Keep tropical fish and sooner or later you will keep cichlids. Kribensis, Pelvicachromis pulcher, are a small, well-behaved cichlid which likes to live in pairs and have a cave to call their own. They are safe to keep with small fish and may breed. Although breeding can make them territorial, they are great parents and you’ll get to see them herding the fry around the tank to feed. Keep one pair per tank and ensure you have everything they need during breeding.
7. Harlequin rasbora
Harlequins, Trigonostigma heteromorpha, are very peaceful, midwater swimming fish from southeast Asia which prefer to be kept in groups. They are slightly larger and hardier than Neon tetras, meaning they are easier to keep and less likely to be eaten. Active schooling fish. Recommended.
8. Cherry barb
Cherry barbs, Puntius titteya, are very small barbs which are peaceful, the males are colourful and hardy. Males quickly take on a red colouration and they are great for small tanks, community tanks, and beginners. Although they are a barb, they won’t nip fins, and stay instead near the bottom of the tank.

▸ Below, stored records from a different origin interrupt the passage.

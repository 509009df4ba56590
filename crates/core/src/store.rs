use std::collections::{HashMap, VecDeque};
use std::sync::{Arc, Mutex, MutexGuard};

use chrono::{Duration, Utc};

use crate::domain::customer::{CustomerId, CustomerProfile};
use crate::domain::session::NegotiationSession;

pub const DEFAULT_HISTORY_CAP: usize = 10;

/// In-process store owning the three per-customer aggregates:
/// profile, conversation history and active negotiation session. The
/// aggregates are independent mappings over the same key and never
/// share state across customers.
#[derive(Debug)]
pub struct SessionStore {
    profiles: Mutex<HashMap<CustomerId, CustomerProfile>>,
    histories: Mutex<HashMap<CustomerId, VecDeque<String>>>,
    sessions: Mutex<HashMap<CustomerId, NegotiationSession>>,
    locks: Mutex<HashMap<CustomerId, Arc<Mutex<()>>>>,
    history_cap: usize,
}

impl Default for SessionStore {
    fn default() -> Self {
        Self::new()
    }
}

impl SessionStore {
    pub fn new() -> Self {
        Self::with_history_cap(DEFAULT_HISTORY_CAP)
    }

    pub fn with_history_cap(history_cap: usize) -> Self {
        Self {
            profiles: Mutex::new(HashMap::new()),
            histories: Mutex::new(HashMap::new()),
            sessions: Mutex::new(HashMap::new()),
            locks: Mutex::new(HashMap::new()),
            history_cap,
        }
    }

    /// Returns the customer's profile, creating a defaulted one on
    /// first contact. Total: never fails for a well-formed id.
    pub fn get_or_create_profile(
        &self,
        customer_id: &CustomerId,
        display_name: &str,
    ) -> CustomerProfile {
        lock(&self.profiles)
            .entry(customer_id.clone())
            .or_insert_with(|| CustomerProfile::new(customer_id.clone(), display_name))
            .clone()
    }

    pub fn profile(&self, customer_id: &CustomerId) -> Option<CustomerProfile> {
        lock(&self.profiles).get(customer_id).cloned()
    }

    pub fn with_profile_mut<F>(&self, customer_id: &CustomerId, update: F)
    where
        F: FnOnce(&mut CustomerProfile),
    {
        if let Some(profile) = lock(&self.profiles).get_mut(customer_id) {
            update(profile);
        }
    }

    /// Appends one history entry, evicting the oldest entries once the
    /// sliding-window cap is exceeded. Insertion order is preserved.
    pub fn append_history(&self, customer_id: &CustomerId, entry: impl Into<String>) {
        let mut histories = lock(&self.histories);
        let history = histories.entry(customer_id.clone()).or_default();
        history.push_back(entry.into());
        while history.len() > self.history_cap {
            history.pop_front();
        }
    }

    pub fn history(&self, customer_id: &CustomerId) -> Vec<String> {
        lock(&self.histories)
            .get(customer_id)
            .map(|history| history.iter().cloned().collect())
            .unwrap_or_default()
    }

    pub fn active_session(&self, customer_id: &CustomerId) -> Option<NegotiationSession> {
        lock(&self.sessions).get(customer_id).cloned()
    }

    pub fn set_session(&self, customer_id: &CustomerId, session: NegotiationSession) {
        lock(&self.sessions).insert(customer_id.clone(), session);
    }

    pub fn clear_session(&self, customer_id: &CustomerId) -> Option<NegotiationSession> {
        lock(&self.sessions).remove(customer_id)
    }

    /// Drops negotiation sessions opened longer than `max_age` ago and
    /// returns how many were removed. The store itself applies no TTL;
    /// the integrator decides when and how often to call this.
    pub fn expire_sessions_older_than(&self, max_age: Duration) -> usize {
        let cutoff = Utc::now() - max_age;
        let mut sessions = lock(&self.sessions);
        let before = sessions.len();
        sessions.retain(|_, session| session.opened_at >= cutoff);
        before - sessions.len()
    }

    /// Per-customer serialization handle. Holding the returned mutex
    /// across one message's read-modify-write cycle keeps concurrent
    /// offers for the same customer from interleaving; different
    /// customers never contend.
    pub fn customer_lock(&self, customer_id: &CustomerId) -> Arc<Mutex<()>> {
        lock(&self.locks).entry(customer_id.clone()).or_default().clone()
    }
}

fn lock<T>(mutex: &Mutex<T>) -> MutexGuard<'_, T> {
    match mutex.lock() {
        Ok(guard) => guard,
        Err(poisoned) => poisoned.into_inner(),
    }
}

#[cfg(test)]
mod tests {
    use chrono::{Duration, Utc};
    use rust_decimal::Decimal;

    use super::SessionStore;
    use crate::domain::customer::{CustomerId, LanguageRegister};
    use crate::domain::session::NegotiationSession;

    #[test]
    fn first_contact_creates_a_defaulted_profile() {
        let store = SessionStore::new();
        let customer = CustomerId::from("+2348011111111");

        let profile = store.get_or_create_profile(&customer, "Ada");
        assert_eq!(profile.display_name, "Ada");
        assert_eq!(profile.interaction_count, 0);
        assert_eq!(profile.register, LanguageRegister::Standard);

        // Second call returns the same record, not a fresh default.
        store.with_profile_mut(&customer, |profile| profile.interaction_count += 1);
        let again = store.get_or_create_profile(&customer, "ignored");
        assert_eq!(again.display_name, "Ada");
        assert_eq!(again.interaction_count, 1);
    }

    #[test]
    fn history_keeps_a_sliding_window_of_ten_entries() {
        let store = SessionStore::new();
        let customer = CustomerId::from("c-window");

        for index in 0..17 {
            store.append_history(&customer, format!("entry-{index}"));
        }

        let history = store.history(&customer);
        assert_eq!(history.len(), 10);
        assert_eq!(history.first().map(String::as_str), Some("entry-7"));
        assert_eq!(history.last().map(String::as_str), Some("entry-16"));
    }

    #[test]
    fn aggregates_are_isolated_per_customer() {
        let store = SessionStore::new();
        let first = CustomerId::from("c-a");
        let second = CustomerId::from("c-b");

        store.append_history(&first, "hello");
        store.set_session(
            &first,
            NegotiationSession::open("Phone", Decimal::from(100_000), Decimal::new(75, 2)),
        );

        assert!(store.history(&second).is_empty());
        assert!(store.active_session(&second).is_none());
        assert!(store.profile(&second).is_none());
        assert!(store.active_session(&first).is_some());
    }

    #[test]
    fn clear_session_removes_only_the_session() {
        let store = SessionStore::new();
        let customer = CustomerId::from("c-clear");

        store.get_or_create_profile(&customer, "Ngozi");
        store.append_history(&customer, "hi");
        store.set_session(
            &customer,
            NegotiationSession::open("Bag", Decimal::from(5_000), Decimal::new(75, 2)),
        );

        assert!(store.clear_session(&customer).is_some());
        assert!(store.clear_session(&customer).is_none());
        assert!(store.profile(&customer).is_some());
        assert_eq!(store.history(&customer).len(), 1);
    }

    #[test]
    fn expiry_hook_removes_only_stale_sessions() {
        let store = SessionStore::new();
        let stale = CustomerId::from("c-stale");
        let fresh = CustomerId::from("c-fresh");

        let mut old_session =
            NegotiationSession::open("Fridge", Decimal::from(90_000), Decimal::new(75, 2));
        old_session.opened_at = Utc::now() - Duration::hours(48);
        store.set_session(&stale, old_session);
        store.set_session(
            &fresh,
            NegotiationSession::open("Shoes", Decimal::from(12_000), Decimal::new(75, 2)),
        );

        let removed = store.expire_sessions_older_than(Duration::hours(24));
        assert_eq!(removed, 1);
        assert!(store.active_session(&stale).is_none());
        assert!(store.active_session(&fresh).is_some());
    }

    #[test]
    fn customer_lock_is_stable_per_id() {
        let store = SessionStore::new();
        let customer = CustomerId::from("c-lock");

        let first = store.customer_lock(&customer);
        let second = store.customer_lock(&customer);
        assert!(std::sync::Arc::ptr_eq(&first, &second));

        let other = store.customer_lock(&CustomerId::from("c-other"));
        assert!(!std::sync::Arc::ptr_eq(&first, &other));
    }
}
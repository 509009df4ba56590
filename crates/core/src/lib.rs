pub mod classify;
pub mod config;
pub mod domain;
pub mod engine;
pub mod errors;
pub mod store;
pub mod templates;

pub use classify::classify_register;
pub use config::{ConfigError, CoreConfig};
pub use domain::customer::{CustomerId, CustomerProfile, LanguageRegister};
pub use domain::session::{NegotiationSession, NegotiationStage, SessionId};
pub use engine::{NegotiationEngine, OfferOutcome, OfferResponse};
pub use errors::NegotiationError;
pub use store::{SessionStore, DEFAULT_HISTORY_CAP};
pub use templates::{detect_category, format_naira, ProductCategory, TemplateBank, TimeOfDay};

Five fish to add with caution
Angelfish, Pterophyllum scalare, are very popular because of their name and shape, but they can grow a little too large for the average community tank, and become quite boisterous. Adult angels can eat small Neon tetras, and they can become territorial and act aggressively towards each other. Good for large community tanks but beware.
2. Neon tetra
Neons, Paracheirodon innesi, are one of the most popular tropical fish of all time and are instantly recognisable with their neon blue stripes and red tails. Although popular, Neons aren’t good in tanks less than six weeks old, or with larger, boisterous fish, and shoal numbers often dwindle, with fish disappearing over time. Only add to mature tanks, ideally with other small peaceful fish like Cory catfish.
3. Tiger barb
Tiger barbs, Puntigrus tetrazona, are very strikingly marked and popular but can be boisterous in otherwise peaceful community tanks, and outcompete more shy fish for food. When kept in numbers less than 12, they may nip the fins of other fish, especially Angelfish, male guppies, and Siamese fighting fish. But good in communities of larger barbs and Rainbow fish, and no long-finned fish, apart from that. Feed regularly on foods like frozen Brine shrimp. A well-fed Tiger barb is a less nippy Tiger barb!
4. Clown loach
Clown loach, Chromobotia macracanthus, are another strikingly marked and very popular tropical fish, but they grow large and aren’t suitable for new aquariums. They are also susceptible to Whitespot. If given a large tank, kept in a group, and given a long-term commitment, they are wonderful schooling fish, but all too often go into small, immature tanks, which causes them stress. Feed Clown loaches on Blood worms, cockles, mussels and sinking foods.
5. Siamese fighter
The Betta fish, Betta splendens, is a great fish, known for the male's colouration, flowing fins, and fights to the death, but they aren’t suitable to be mixed with other fish. Betta heaven is its own tank with floating plants, warmer than average water and very slow or still water flow. But place it into a busy tank with strong water flow and it’s the Fighter itself which will become the victim. Keep on its own.
Once you have your fish set up in your tank consider giving a little treat like some new aquarium decor or a fish food treat to help them settle into their new home.